There was a clear association between smoking tobacco and cancer. The study found a 20-fold increased risk of lung cancer in people who smoked two or more packs of cigarettes a day. The more tobacco a person smoked, the greater the risk of developing both lung cancer and head and neck cancers, findings that were consistent with many previous studies.

The new findings are surprising for several reasons, Dr. Tashkin said. Previous studies have shown that marijuana tar contains about 50% higher concentrations of chemicals linked to lung cancer, compared with tobacco tar, he noted. Smoking a marijuana cigarette deposits four times more tar in the lungs than smoking an equivalent amount of tobacco. "Marijuana is packed more loosely than tobacco, so there's less filtration through the rod of the cigarette, so more particles will be inhaled," Dr. Tashkin said. "And marijuana smokers typically smoke differently than tobacco smokers--they hold their breath about four times longer, allowing more time for extra fine particles to deposit in the lung."

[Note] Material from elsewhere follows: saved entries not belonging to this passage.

use crate::compare_floats::{clamp_fraction, min_of_2};
use crate::core::hvac::{AirNode, FanPlacement};
use crate::core::psychrometrics::enthalpy;

/// This module provides the contract between the speed solver and the unit being solved:
/// the trial operating point, the result of simulating one trial, and the fixed order in
/// which a unit's fan and coils are simulated for a trial.

/// The operating point a unit is asked to realise for one trial.
///
/// Cycling at the lowest speed and interpolating between two speeds are mutually exclusive,
/// so each is its own variant.
#[derive(Clone, Copy, Debug, PartialEq)]
pub enum TrialOperatingPoint {
    Off,
    /// Speed 1, on for `part_load_fraction` of the timestep
    Cycling { part_load_fraction: f64 },
    /// Running continuously between `speed - 1` and `speed` (speed >= 2), weighted by
    /// `speed_ratio` towards `speed`
    Interpolating { speed: usize, speed_ratio: f64 },
}

impl TrialOperatingPoint {
    pub fn cycling(part_load_fraction: f64) -> Self {
        Self::Cycling {
            part_load_fraction: clamp_fraction(part_load_fraction),
        }
    }

    /// Interpolation between `speed - 1` and `speed`; speeds below 2 fall back to running
    /// at speed 1 for the whole timestep.
    pub fn interpolating(speed: usize, speed_ratio: f64) -> Self {
        match speed {
            0 => Self::Off,
            1 => Self::cycling(1.),
            _ => Self::Interpolating {
                speed,
                speed_ratio: clamp_fraction(speed_ratio),
            },
        }
    }

    /// Full output at `speed`
    pub fn full_at_speed(speed: usize) -> Self {
        Self::interpolating(speed, 1.)
    }

    pub fn speed_number(&self) -> usize {
        match self {
            Self::Off => 0,
            Self::Cycling { .. } => 1,
            Self::Interpolating { speed, .. } => *speed,
        }
    }

    pub fn speed_ratio(&self) -> f64 {
        match self {
            Self::Interpolating { speed_ratio, .. } => *speed_ratio,
            _ => 0.,
        }
    }

    pub fn part_load_fraction(&self) -> f64 {
        match self {
            Self::Off => 0.,
            Self::Cycling { part_load_fraction } => *part_load_fraction,
            Self::Interpolating { .. } => 1.,
        }
    }

    pub fn compressor_on(&self) -> bool {
        self.part_load_fraction() > 0.
    }

    /// Whether this point runs its speed at full output
    pub fn is_full_at_speed(&self) -> bool {
        match self {
            Self::Off => false,
            Self::Cycling { part_load_fraction } => *part_load_fraction >= 1.,
            Self::Interpolating { speed_ratio, .. } => *speed_ratio >= 1.,
        }
    }
}

/// What one trial delivered. Signed: negative outputs are net cooling.
#[derive(Clone, Copy, Debug, Default, PartialEq)]
pub struct DeviceEvaluationResult {
    pub sensible: f64,
    pub total: f64,
    pub electrical_power: f64,
}

/// A unit whose delivered output can be evaluated at a trial operating point.
///
/// Each call simulates the unit's components in order and overwrites the state of the air
/// path; nothing from an earlier trial is rolled back.
pub trait DeviceSimulation {
    fn simulate(&mut self, trial: TrialOperatingPoint) -> anyhow::Result<DeviceEvaluationResult>;
}

impl<T: DeviceSimulation + ?Sized> DeviceSimulation for &mut T {
    fn simulate(&mut self, trial: TrialOperatingPoint) -> anyhow::Result<DeviceEvaluationResult> {
        (**self).simulate(trial)
    }
}

/// How the thermostat commands the unit.
#[derive(Clone, Copy, Debug, Default, PartialEq, Eq)]
pub enum ThermostatMode {
    /// A continuous load is supplied and the speed is searched for
    #[default]
    Continuous,
    /// The stage is commanded directly; the magnitude is the speed and the sign the
    /// direction (negative for cooling)
    Staged(i32),
}

#[derive(Clone, Copy, Debug, PartialEq, Eq)]
pub enum StackStage {
    Fan,
    CoolingCoil,
    HeatingCoil,
    SupplementalHeater,
}

// The fan is simulated twice when it blows through the coils: its outlet state depends on
// the coil state it sees, which is only settled after the first pass.
const BLOW_THROUGH_SEQUENCE: [StackStage; 6] = [
    StackStage::Fan,
    StackStage::CoolingCoil,
    StackStage::HeatingCoil,
    StackStage::Fan,
    StackStage::CoolingCoil,
    StackStage::HeatingCoil,
];

const DRAW_THROUGH_SEQUENCE: [StackStage; 3] = [
    StackStage::CoolingCoil,
    StackStage::HeatingCoil,
    StackStage::Fan,
];

/// Order in which the fan and primary coils are simulated for one trial
pub fn stage_sequence(placement: FanPlacement) -> &'static [StackStage] {
    match placement {
        FanPlacement::BlowThrough => &BLOW_THROUGH_SEQUENCE,
        FanPlacement::DrawThrough => &DRAW_THROUGH_SEQUENCE,
    }
}

/// The components of a unit, simulated one stage at a time.
pub trait ComponentStack {
    fn simulate_stage(&mut self, stage: StackStage) -> anyhow::Result<()>;
    fn has_supplemental_heater(&self) -> bool;
}

/// Simulate every stage of a unit for one trial, supplemental heater last.
pub fn run_stack(stack: &mut impl ComponentStack, placement: FanPlacement) -> anyhow::Result<()> {
    for stage in stage_sequence(placement) {
        stack.simulate_stage(*stage)?;
    }
    if stack.has_supplemental_heater() {
        stack.simulate_stage(StackStage::SupplementalHeater)?;
    }
    Ok(())
}

/// Air states along a unit's air path.
#[derive(Clone, Copy, Debug, Default, PartialEq)]
pub struct AirPath {
    pub inlet: AirNode,
    pub fan_outlet: AirNode,
    pub cooling_coil_outlet: AirNode,
    pub heating_coil_outlet: AirNode,
    pub supplemental_heater_outlet: AirNode,
    pub outlet: AirNode,
}

impl AirPath {
    pub fn new(inlet: AirNode) -> Self {
        Self {
            inlet,
            fan_outlet: inlet,
            cooling_coil_outlet: inlet,
            heating_coil_outlet: inlet,
            supplemental_heater_outlet: inlet,
            outlet: inlet,
        }
    }

    /// Air entering a stage
    pub fn stage_inlet(&self, stage: StackStage, placement: FanPlacement) -> AirNode {
        match (placement, stage) {
            (FanPlacement::BlowThrough, StackStage::Fan) => self.inlet,
            (FanPlacement::BlowThrough, StackStage::CoolingCoil) => self.fan_outlet,
            (FanPlacement::DrawThrough, StackStage::CoolingCoil) => self.inlet,
            (_, StackStage::HeatingCoil) => self.cooling_coil_outlet,
            (FanPlacement::DrawThrough, StackStage::Fan) => self.heating_coil_outlet,
            (FanPlacement::BlowThrough, StackStage::SupplementalHeater) => {
                self.heating_coil_outlet
            }
            (FanPlacement::DrawThrough, StackStage::SupplementalHeater) => self.fan_outlet,
        }
    }

    /// Record the air leaving a stage. The last primary stage and the supplemental heater
    /// also set the unit outlet.
    pub fn set_stage_outlet(&mut self, stage: StackStage, placement: FanPlacement, node: AirNode) {
        match stage {
            StackStage::Fan => self.fan_outlet = node,
            StackStage::CoolingCoil => self.cooling_coil_outlet = node,
            StackStage::HeatingCoil => self.heating_coil_outlet = node,
            StackStage::SupplementalHeater => self.supplemental_heater_outlet = node,
        }
        let sets_outlet = matches!(
            (placement, stage),
            (_, StackStage::SupplementalHeater)
                | (FanPlacement::BlowThrough, StackStage::HeatingCoil)
                | (FanPlacement::DrawThrough, StackStage::Fan)
        );
        if sets_outlet {
            self.outlet = node;
        }
    }

    /// Change the flow through the whole path, keeping each node's state
    pub fn set_mass_flow_rate(&mut self, mass_flow_rate: f64) {
        for node in [
            &mut self.inlet,
            &mut self.fan_outlet,
            &mut self.cooling_coil_outlet,
            &mut self.heating_coil_outlet,
            &mut self.supplemental_heater_outlet,
            &mut self.outlet,
        ] {
            node.mass_flow_rate = mass_flow_rate;
        }
    }
}

/// Sensible output of supply air to a zone, in W
///
/// Evaluated at the zone humidity ratio, or at the supply humidity ratio when the supply air
/// is colder than the zone, so that condensation is not counted as sensible output.
///
/// Arguments:
/// * `mass_flow_rate` - supply air mass flow rate, in kg/s
/// * `supply` - state of the supply air
/// * `zone` - state of the zone air
/// * `duct_loss` - heat lost from the supply duct, in W
pub fn sensible_output(mass_flow_rate: f64, supply: &AirNode, zone: &AirNode, duct_loss: f64) -> f64 {
    let humidity_ratio = if supply.temperature < zone.temperature {
        supply.humidity_ratio
    } else {
        zone.humidity_ratio
    };
    mass_flow_rate
        * (enthalpy(supply.temperature, humidity_ratio) - enthalpy(zone.temperature, humidity_ratio))
        - duct_loss
}

/// Sensible heat added across a component, at the lower of the inlet and outlet humidity
/// ratios, in W
pub fn sensible_load_met(mass_flow_rate: f64, inlet: &AirNode, outlet: &AirNode) -> f64 {
    let humidity_ratio = min_of_2(inlet.humidity_ratio, outlet.humidity_ratio);
    mass_flow_rate
        * (enthalpy(outlet.temperature, humidity_ratio) - enthalpy(inlet.temperature, humidity_ratio))
}

/// Total (sensible and latent) heat added to the air, in W
pub fn total_output(mass_flow_rate: f64, supply: &AirNode, zone: &AirNode) -> f64 {
    mass_flow_rate * (supply.enthalpy() - zone.enthalpy())
}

One possible explanation for the new findings, he said, is that THC, a chemical in marijuana smoke, may encourage aging cells to die earlier and therefore be less likely to undergo cancerous transformation.

The next step, Dr. Tashkin says, is to study the DNA samples of the subjects, to see whether there are some heavy marijuana users who may be at increased risk of developing cancer if they have a genetic susceptibility for cancer.


1 comment:

  1. That tobacco study strikes me as meaningless blab unless it has rates for non-smokers who eat the food grown in the radioactive wasteland next to the field of tobacco, where you eat the same amount of uranium as the smoker smokes.

    On top of that is also the rates of cancer caused by the Americans, the British, the French, the Russians and the Chinese (plus others) who blew thousands of tons of highly radioactive dust into the upper atmosphere and left us all to breathe it and get it onto our skin over the last 50years.

    I am quite unsurprised at the increasing rates of skin & lung cancer.